What the task requires
Every entry, from the first line to the last, should be output exactly.

Stored items:
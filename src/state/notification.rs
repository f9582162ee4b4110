//! Transient user notifications.

use std::time::{Duration, Instant};

/// How long a notification stays on screen unless dismissed.
pub const NOTIFICATION_TTL: Duration = Duration::from_secs(6);

/// Notification severity.
///
#[derive(Debug, PartialEq, Eq, Clone, Copy)]
pub enum Severity {
    Info,
    Success,
    Error,
}

/// Message shown in the notification bar until it expires.
///
#[derive(Debug, Clone)]
pub struct Notification {
    pub message: String,
    pub severity: Severity,
    raised_at: Instant,
    ttl: Duration,
}

impl Notification {
    fn new(severity: Severity, message: impl Into<String>) -> Self {
        Notification {
            message: message.into(),
            severity,
            raised_at: Instant::now(),
            ttl: NOTIFICATION_TTL,
        }
    }

    pub fn info(message: impl Into<String>) -> Self {
        Self::new(Severity::Info, message)
    }

    pub fn success(message: impl Into<String>) -> Self {
        Self::new(Severity::Success, message)
    }

    pub fn error(message: impl Into<String>) -> Self {
        Self::new(Severity::Error, message)
    }

    /// Override the time to live.
    ///
    pub fn with_ttl(mut self, ttl: Duration) -> Self {
        self.ttl = ttl;
        self
    }

    /// Whether the notification should be dropped at `now`.
    ///
    pub fn is_expired(&self, now: Instant) -> bool {
        now.saturating_duration_since(self.raised_at) >= self.ttl
    }
}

Exercise result
filename src/state/notification.rs
repository f9582162ee4b4110
//! Transient user notifications.

use std::time::{Duration, Instant};

/// How long a notification stays on screen unless dismissed.
pub const NOTIFICATION_TTL: Duration = Duration::from_secs(6);

/// Notification severity.
///
#[derive(Debug, PartialEq, Eq, Clone, Copy)]
pub enum Severity {
    Info,
    Success,
    Error,
}

/// Message shown in the notification bar until it expires.
///
#[derive(Debug, Clone)]
pub struct Notification {
    pub message: String,
    pub severity: Severity,
    raised_at: Instant,
    ttl: Duration,
}

impl Notification {
    fn new(severity: Severity, message: impl Into<String>) -> Self {
        Notification {
            message: message.into(),
            severity,
            raised_at: Instant::now(),
            ttl: NOTIFICATION_TTL,
        }
    }

    pub fn info(message: impl Into<String>) -> Self {
        Self::new(Severity::Info, message)
    }

    pub fn success(message: impl Into<String>) -> Self {
        Self::new(Severity::Success, message)
    }

    pub fn error(message: impl Into<String>) -> Self {
        Self::new(Severity::Error, message)
    }

    /// Override the time to live.
    ///
    pub fn with_ttl(mut self, ttl: Duration) -> Self {
        self.ttl = ttl;
        self
    }

    /// Whether the notification should be dropped at `now`.
    ///
    pub fn is_expired(&self, now: Instant) -> bool {
        now.saturating_duration_since(self.raised_at) >= self.ttl
    }
}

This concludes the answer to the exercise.